Al atardecer, se puso a la mesa
con los Doce. Cae la noche del poder del mal y
de la tiniebla. Y Jesús anuncia que uno de sus discípulos lo va a entregar. El
clima se ensombrece aún más por el desánimo y la tristeza que embarga a los discípulos.
Consternados, uno a uno le preguntan: ¿Acaso soy yo, Señor? Nunca han pensado una cosa así y,
naturalmente esperan una respuesta negativa. Pero la situación es tan dramática
que los ha puesto inseguros.
El cristiano puede identificar
dentro de sí la inseguridad que sienten los discípulos y puede ver reflejadas
en su pregunta sus propias inquietudes sobre la baja calidad de su relación con
Jesús, sobre sus incoherencias y la posibilidad de traicionar al Señor por la
inestable fragilidad de la naturaleza humana. No hay razón para identificarse
con el Iscariote, pero es indudable que lo rodea. El ambiente sombrío habla de la
realidad que nos cuesta admitir: el pecado del mundo que actúa en nosotros.
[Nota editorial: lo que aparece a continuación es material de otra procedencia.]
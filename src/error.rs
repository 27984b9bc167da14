//! Error handling for the HTTP surface
//!
//! This module provides:
//! - Application error codes with HTTP status and metric category
//! - `ApiError`, a JSON-serializable error with suggestions and retry hints
//! - A builder for constructing errors
//! - Process-wide error telemetry

use axum::Json;
use axum::http::{HeaderValue, StatusCode, header};
use axum::response::{IntoResponse, Response};
use parking_lot::RwLock;
use serde::Serialize;
use std::collections::HashMap;
use std::fmt;
use std::sync::atomic::{AtomicU64, Ordering};

use crate::ai::GenerationError;
use crate::blog::BlogError;
use crate::contact::ContactError;
use crate::mail::MailError;

// =============================================================================
// ERROR CODES
// =============================================================================

#[derive(Debug, Clone, Copy, PartialEq, Eq, Hash, Serialize)]
#[serde(rename_all = "snake_case")]
pub enum ErrorCode {
    /// Request body could not be parsed
    InvalidRequest,
    /// A field failed validation
    ValidationError,
    /// Missing or wrong admin credentials
    Unauthorized,
    /// Page, post or route does not exist
    NotFound,
    /// Slug already taken by another post
    Conflict,
    /// Client exceeded the contact rate limit
    RateLimited,
    /// Mail or AI provider failed
    UpstreamError,
    /// Optional integration is not configured
    ServiceUnavailable,
    /// Anything else
    InternalError,
}

impl ErrorCode {
    pub fn status(&self) -> StatusCode {
        match self {
            ErrorCode::InvalidRequest | ErrorCode::ValidationError => StatusCode::BAD_REQUEST,
            ErrorCode::Unauthorized => StatusCode::UNAUTHORIZED,
            ErrorCode::NotFound => StatusCode::NOT_FOUND,
            ErrorCode::Conflict => StatusCode::CONFLICT,
            ErrorCode::RateLimited => StatusCode::TOO_MANY_REQUESTS,
            ErrorCode::UpstreamError => StatusCode::BAD_GATEWAY,
            ErrorCode::ServiceUnavailable => StatusCode::SERVICE_UNAVAILABLE,
            ErrorCode::InternalError => StatusCode::INTERNAL_SERVER_ERROR,
        }
    }

    pub fn is_retryable(&self) -> bool {
        matches!(
            self,
            ErrorCode::RateLimited | ErrorCode::UpstreamError | ErrorCode::InternalError
        )
    }

    /// Get the error category for metrics
    pub fn category(&self) -> &'static str {
        match self {
            ErrorCode::InvalidRequest | ErrorCode::ValidationError => "client_error",
            ErrorCode::Unauthorized => "auth_error",
            ErrorCode::NotFound => "not_found",
            ErrorCode::Conflict => "conflict",
            ErrorCode::RateLimited => "rate_limited",
            ErrorCode::UpstreamError | ErrorCode::ServiceUnavailable => "upstream_error",
            ErrorCode::InternalError => "server_error",
        }
    }
}

impl fmt::Display for ErrorCode {
    fn fmt(&self, f: &mut fmt::Formatter<'_>) -> fmt::Result {
        write!(f, "{:?}({})", self, self.status().as_u16())
    }
}

// =============================================================================
// API ERROR
// =============================================================================

#[derive(Debug, Clone, Serialize)]
pub struct ApiError {
    pub code: ErrorCode,
    pub message: String,
    /// Unique error ID for correlating logs with responses
    pub error_id: String,
    #[serde(skip_serializing_if = "Option::is_none")]
    pub field: Option<String>,
    #[serde(skip_serializing_if = "Vec::is_empty")]
    pub suggestions: Vec<String>,
    #[serde(skip_serializing_if = "Option::is_none")]
    pub retry_after: Option<u64>,
    pub retryable: bool,
}

impl ApiError {
    pub fn new(code: ErrorCode, message: impl Into<String>) -> Self {
        Self {
            code,
            message: message.into(),
            error_id: Self::generate_error_id(),
            field: None,
            suggestions: Vec::new(),
            retry_after: None,
            retryable: code.is_retryable(),
        }
    }

    pub fn builder(code: ErrorCode) -> ErrorBuilder {
        ErrorBuilder::new(code)
    }

    pub fn validation() -> ErrorBuilder {
        ErrorBuilder::new(ErrorCode::ValidationError)
    }

    pub fn not_found() -> ErrorBuilder {
        ErrorBuilder::new(ErrorCode::NotFound)
    }

    pub fn internal() -> ErrorBuilder {
        ErrorBuilder::new(ErrorCode::InternalError)
    }

    pub fn track(&self) {
        ERROR_METRICS.record_error(&self.code);
    }

    fn generate_error_id() -> String {
        static COUNTER: AtomicU64 = AtomicU64::new(0);
        let count = COUNTER.fetch_add(1, Ordering::Relaxed);
        let timestamp = chrono::Utc::now().timestamp_millis();
        format!("err_{:x}_{:x}", timestamp, count)
    }
}

impl fmt::Display for ApiError {
    fn fmt(&self, f: &mut fmt::Formatter<'_>) -> fmt::Result {
        write!(f, "[{}] {}", self.code, self.message)
    }
}

impl std::error::Error for ApiError {}

impl IntoResponse for ApiError {
    fn into_response(self) -> Response {
        self.track();
        if self.code.status().is_server_error() {
            tracing::error!(error_id = %self.error_id, code = %self.code, "{}", self.message);
        } else {
            tracing::debug!(error_id = %self.error_id, code = %self.code, "{}", self.message);
        }

        let retry_after = self.retry_after;
        let mut response = (self.code.status(), Json(self)).into_response();
        if let Some(seconds) = retry_after
            && let Ok(value) = HeaderValue::from_str(&seconds.to_string())
        {
            response.headers_mut().insert(header::RETRY_AFTER, value);
        }
        response
    }
}

// =============================================================================
// ERROR BUILDER
// =============================================================================

pub struct ErrorBuilder {
    error: ApiError,
}

impl ErrorBuilder {
    fn new(code: ErrorCode) -> Self {
        Self {
            error: ApiError::new(code, ""),
        }
    }

    pub fn message(mut self, message: impl Into<String>) -> Self {
        self.error.message = message.into();
        self
    }

    /// Name the request field that failed
    pub fn field(mut self, field: impl Into<String>) -> Self {
        self.error.field = Some(field.into());
        self
    }

    pub fn suggestion(mut self, suggestion: impl Into<String>) -> Self {
        self.error.suggestions.push(suggestion.into());
        self
    }

    pub fn retry_after(mut self, seconds: u64) -> Self {
        self.error.retry_after = Some(seconds);
        self.error.retryable = true;
        self
    }

    pub fn build(self) -> ApiError {
        self.error
    }
}

// =============================================================================
// ERROR TELEMETRY
// =============================================================================

#[derive(Debug, Default)]
pub struct ErrorMetrics {
    error_counts: RwLock<HashMap<ErrorCode, AtomicU64>>,
    category_counts: RwLock<HashMap<&'static str, AtomicU64>>,
}

impl ErrorMetrics {
    pub fn new() -> Self {
        Self::default()
    }

    pub fn record_error(&self, code: &ErrorCode) {
        {
            let map = self.error_counts.read();
            if let Some(counter) = map.get(code) {
                counter.fetch_add(1, Ordering::Relaxed);
            } else {
                drop(map);
                self.error_counts
                    .write()
                    .entry(*code)
                    .or_insert_with(|| AtomicU64::new(0))
                    .fetch_add(1, Ordering::Relaxed);
            }
        }

        let category = code.category();
        {
            let map = self.category_counts.read();
            if let Some(counter) = map.get(category) {
                counter.fetch_add(1, Ordering::Relaxed);
            } else {
                drop(map);
                self.category_counts
                    .write()
                    .entry(category)
                    .or_insert_with(|| AtomicU64::new(0))
                    .fetch_add(1, Ordering::Relaxed);
            }
        }

        tracing::debug!(error_code = %code, category = category, "error recorded");
    }

    pub fn get_error_count(&self, code: &ErrorCode) -> u64 {
        self.error_counts
            .read()
            .get(code)
            .map(|c| c.load(Ordering::Relaxed))
            .unwrap_or(0)
    }

    pub fn get_category_count(&self, category: &str) -> u64 {
        self.category_counts
            .read()
            .get(category)
            .map(|c| c.load(Ordering::Relaxed))
            .unwrap_or(0)
    }
}

pub static ERROR_METRICS: once_cell::sync::Lazy<ErrorMetrics> =
    once_cell::sync::Lazy::new(ErrorMetrics::new);

// =============================================================================
// CONVERSIONS FROM DOMAIN ERRORS
// =============================================================================

impl From<ContactError> for ApiError {
    fn from(error: ContactError) -> Self {
        let field = error.field();
        ApiError::validation()
            .message(error.to_string())
            .field(field)
            .build()
    }
}

impl From<BlogError> for ApiError {
    fn from(error: BlogError) -> Self {
        match &error {
            BlogError::NotFound(_) => ApiError::not_found().message(error.to_string()).build(),
            BlogError::SlugTaken(_) => ApiError::builder(ErrorCode::Conflict)
                .message(error.to_string())
                .suggestion("choose a different slug or omit it to derive one from the title")
                .build(),
            BlogError::InvalidSlug(_) | BlogError::Validation { .. } => ApiError::validation()
                .message(error.to_string())
                .build(),
            BlogError::Io(_) | BlogError::Serialization(_) => {
                ApiError::internal().message(error.to_string()).build()
            }
        }
    }
}

const MAIL_UNAVAILABLE_MESSAGE: &str = "could not send your enquiry, please try again later";

impl From<MailError> for ApiError {
    fn from(error: MailError) -> Self {
        match error {
            MailError::Template(_) => ApiError::internal().message(error.to_string()).build(),
            // Provider details are logged by the caller, never returned to visitors.
            MailError::Http(_) | MailError::Rejected { .. } => {
                ApiError::builder(ErrorCode::UpstreamError)
                    .message(MAIL_UNAVAILABLE_MESSAGE)
                    .build()
            }
        }
    }
}

impl From<GenerationError> for ApiError {
    fn from(error: GenerationError) -> Self {
        match error {
            GenerationError::NotConfigured => ApiError::builder(ErrorCode::ServiceUnavailable)
                .message(error.to_string())
                .suggestion("set gemini_api_key to enable draft generation")
                .build(),
            GenerationError::InvalidTopic => ApiError::validation()
                .message(error.to_string())
                .field("topic")
                .build(),
            _ => ApiError::builder(ErrorCode::UpstreamError)
                .message(error.to_string())
                .build(),
        }
    }
}

impl From<anyhow::Error> for ApiError {
    fn from(error: anyhow::Error) -> Self {
        ApiError::internal().message(format!("{error:#}")).build()
    }
}

#[cfg(test)]
mod tests {
    use super::*;

    #[test]
    fn test_error_status_mapping() {
        assert_eq!(ErrorCode::ValidationError.status(), StatusCode::BAD_REQUEST);
        assert_eq!(ErrorCode::NotFound.status(), StatusCode::NOT_FOUND);
        assert_eq!(ErrorCode::RateLimited.status(), StatusCode::TOO_MANY_REQUESTS);
        assert_eq!(ErrorCode::UpstreamError.status(), StatusCode::BAD_GATEWAY);
    }

    #[test]
    fn test_error_builder() {
        let error = ApiError::validation()
            .message("email is not a valid address")
            .field("email")
            .suggestion("use name@example.com")
            .build();

        assert_eq!(error.code, ErrorCode::ValidationError);
        assert_eq!(error.field.as_deref(), Some("email"));
        assert_eq!(error.suggestions.len(), 1);
        assert!(!error.retryable);
        assert!(error.error_id.starts_with("err_"));
    }

    #[test]
    fn test_error_metrics() {
        let metrics = ErrorMetrics::new();
        metrics.record_error(&ErrorCode::NotFound);
        metrics.record_error(&ErrorCode::NotFound);
        metrics.record_error(&ErrorCode::ValidationError);

        assert_eq!(metrics.get_error_count(&ErrorCode::NotFound), 2);
        assert_eq!(metrics.get_category_count("not_found"), 2);
        assert_eq!(metrics.get_category_count("client_error"), 1);
        assert_eq!(metrics.get_error_count(&ErrorCode::Conflict), 0);
    }

    #[test]
    fn test_rate_limited_response_sets_retry_after() {
        let response = ApiError::builder(ErrorCode::RateLimited)
            .message("too many requests")
            .retry_after(42)
            .build()
            .into_response();

        assert_eq!(response.status(), StatusCode::TOO_MANY_REQUESTS);
        assert_eq!(response.headers()[header::RETRY_AFTER], "42");
    }
}
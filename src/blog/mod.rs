//! Blog posts authored through the admin API.
//!
//! Posts start as drafts (hand-written or AI-generated), are edited, then
//! published. Only published posts are visible on the public blog routes and
//! in the sitemap.

mod store;

pub use store::{JsonFilePostStore, PostStore};

use chrono::{DateTime, Utc};
use serde::{Deserialize, Serialize};
use strum::{AsRefStr, Display, EnumString};
use thiserror::Error;
use uuid::Uuid;

use crate::catalog::{Slug, SlugError};

const MAX_TITLE_CHARS: usize = 200;
const EXCERPT_CHARS: usize = 160;
pub const DEFAULT_AUTHOR: &str = "Editorial Team";

#[derive(Debug, Error)]
pub enum BlogError {
    #[error("post '{0}' not found")]
    NotFound(String),

    #[error("slug '{0}' is already used by another post")]
    SlugTaken(String),

    #[error("invalid slug: {0}")]
    InvalidSlug(#[from] SlugError),

    #[error("{field}: {message}")]
    Validation {
        field: &'static str,
        message: String,
    },

    #[error("post store i/o failed: {0}")]
    Io(#[from] std::io::Error),

    #[error("post store is corrupt: {0}")]
    Serialization(#[from] serde_json::Error),
}

#[derive(
    Debug, Clone, Copy, PartialEq, Eq, Hash, Serialize, Deserialize, Display, AsRefStr, EnumString,
)]
#[serde(rename_all = "lowercase")]
#[strum(serialize_all = "lowercase")]
pub enum PostStatus {
    Draft,
    Published,
}

#[derive(Debug, Clone, PartialEq, Eq, Serialize, Deserialize)]
#[serde(rename_all = "camelCase")]
pub struct BlogPost {
    pub id: Uuid,
    pub slug: Slug,
    pub title: String,
    pub excerpt: String,
    pub content: String,
    #[serde(default)]
    pub tags: Vec<String>,
    #[serde(default, skip_serializing_if = "Option::is_none")]
    pub cover_image_url: Option<String>,
    pub author: String,
    pub status: PostStatus,
    pub created_at: DateTime<Utc>,
    pub updated_at: DateTime<Utc>,
    #[serde(default, skip_serializing_if = "Option::is_none")]
    pub published_at: Option<DateTime<Utc>>,
}

impl BlogPost {
    pub fn is_published(&self) -> bool {
        self.status == PostStatus::Published
    }

    pub fn path(&self) -> String {
        format!("/blog/{}", self.slug)
    }

    /// Moves the post to `status`. The first publication date is kept forever.
    pub fn transition(&mut self, status: PostStatus, now: DateTime<Utc>) {
        if status == PostStatus::Published && self.published_at.is_none() {
            self.published_at = Some(now);
        }
        self.status = status;
        self.updated_at = now;
    }
}

/// Fields for a new post.
#[derive(Debug, Clone, Default, Deserialize)]
#[serde(rename_all = "camelCase")]
pub struct NewPost {
    pub title: String,
    /// Derived from the title when absent
    pub slug: Option<String>,
    pub excerpt: Option<String>,
    pub content: String,
    #[serde(default)]
    pub tags: Vec<String>,
    pub cover_image_url: Option<String>,
    pub author: Option<String>,
}

/// Partial update; absent fields are left unchanged.
#[derive(Debug, Clone, Default, Deserialize)]
#[serde(rename_all = "camelCase")]
pub struct PostPatch {
    pub title: Option<String>,
    pub slug: Option<String>,
    pub excerpt: Option<String>,
    pub content: Option<String>,
    pub tags: Option<Vec<String>>,
    /// An empty string removes the cover image
    pub cover_image_url: Option<String>,
    pub author: Option<String>,
}

pub(crate) fn validate_title(title: &str) -> Result<String, BlogError> {
    let title = title.trim();
    if title.is_empty() {
        return Err(BlogError::Validation {
            field: "title",
            message: "title is required".to_string(),
        });
    }
    if title.chars().count() > MAX_TITLE_CHARS {
        return Err(BlogError::Validation {
            field: "title",
            message: format!("title must be at most {MAX_TITLE_CHARS} characters"),
        });
    }
    Ok(title.to_string())
}

pub(crate) fn validate_content(content: &str) -> Result<String, BlogError> {
    if content.trim().is_empty() {
        return Err(BlogError::Validation {
            field: "content",
            message: "content is required".to_string(),
        });
    }
    Ok(content.to_string())
}

pub(crate) fn normalize_tags(tags: Vec<String>) -> Vec<String> {
    let mut out: Vec<String> = Vec::with_capacity(tags.len());
    for tag in tags {
        let tag = tag.trim().to_lowercase();
        if !tag.is_empty() && !out.contains(&tag) {
            out.push(tag);
        }
    }
    out
}

/// First paragraph of `content`, cut on a word boundary.
pub fn derive_excerpt(content: &str) -> String {
    let paragraph = content
        .split("\n\n")
        .map(|p| p.trim().trim_start_matches('#').trim())
        .find(|p| !p.is_empty())
        .unwrap_or_default();
    let flat = paragraph.split_whitespace().collect::<Vec<_>>().join(" ");
    if flat.chars().count() <= EXCERPT_CHARS {
        return flat;
    }

    let cut: String = flat.chars().take(EXCERPT_CHARS).collect();
    let trimmed = match cut.rfind(' ') {
        Some(idx) => &cut[..idx],
        None => cut.as_str(),
    };
    format!("{}...", trimmed.trim_end_matches(|c: char| c.is_ascii_punctuation()))
}

/// Published posts, newest publication first.
pub fn published(mut posts: Vec<BlogPost>) -> Vec<BlogPost> {
    posts.retain(BlogPost::is_published);
    posts.sort_by(|a, b| b.published_at.cmp(&a.published_at));
    posts
}

#[cfg(test)]
mod tests {
    use super::*;

    #[test]
    fn test_derive_excerpt_uses_first_paragraph() {
        let content = "## Why calibrate?\n\nGauges wear.\n\nSecond paragraph.";
        assert_eq!(derive_excerpt(content), "Why calibrate?");
        assert_eq!(derive_excerpt("Gauges wear over time."), "Gauges wear over time.");
    }

    #[test]
    fn test_derive_excerpt_truncates_on_word_boundary() {
        let content = "word ".repeat(100);
        let excerpt = derive_excerpt(&content);
        assert!(excerpt.ends_with("..."));
        assert!(excerpt.chars().count() <= EXCERPT_CHARS + 3);
        assert!(!excerpt.contains("wor..."));
    }

    #[test]
    fn test_normalize_tags() {
        let tags = normalize_tags(vec![
            " Calibration ".to_string(),
            "calibration".to_string(),
            String::new(),
            "Thread Gauges".to_string(),
        ]);
        assert_eq!(tags, vec!["calibration", "thread gauges"]);
    }

    #[test]
    fn test_transition_keeps_first_publication_date() {
        let created = Utc::now();
        let mut post = BlogPost {
            id: Uuid::new_v4(),
            slug: Slug::new("gauge-care").unwrap(),
            title: "Gauge care".to_string(),
            excerpt: String::new(),
            content: "Keep gauges oiled.".to_string(),
            tags: vec![],
            cover_image_url: None,
            author: DEFAULT_AUTHOR.to_string(),
            status: PostStatus::Draft,
            created_at: created,
            updated_at: created,
            published_at: None,
        };

        let first = created + chrono::Duration::minutes(5);
        post.transition(PostStatus::Published, first);
        assert_eq!(post.published_at, Some(first));

        post.transition(PostStatus::Draft, first + chrono::Duration::minutes(1));
        post.transition(PostStatus::Published, first + chrono::Duration::minutes(2));
        assert_eq!(post.published_at, Some(first));
        assert!(post.is_published());
    }

    #[test]
    fn test_status_parses_from_str() {
        assert_eq!("draft".parse::<PostStatus>().unwrap(), PostStatus::Draft);
        assert_eq!(PostStatus::Published.to_string(), "published");
    }
}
De ese mundo nos salva el Señor. Y
quiere salvar a su discípulo. Es impresionante el modo como Jesús trata a
Judas. No lo avergüenza, no profiere contra él insulto alguno ni lo censura
abierta y drásticamente. Se limita simplemente a decirle: Tú lo has dicho. No es una expresión agresiva, es una
afirmación confirmatoria que encierra tal vez una amonestación indulgente, como
esperando que se arrepienta. Pero la distancia está trazada, la separación se
ha consumado. El amor de Jesús por su discípulo no se contradice con la
calificación del pecado de Judas. El Hijo del hombre se va, tal como está
escrito de él, pero ¡ay de aquel que entrega al Hijo del hombre! ¡Más le
valdría no haber nacido!
Mateo, a diferencia de Juan, no
dice si Judas salió inmediatamente de la sala, pero se supone. Volverá aparecer
en el Huerto de los Olivos para entregar con un beso al Señor.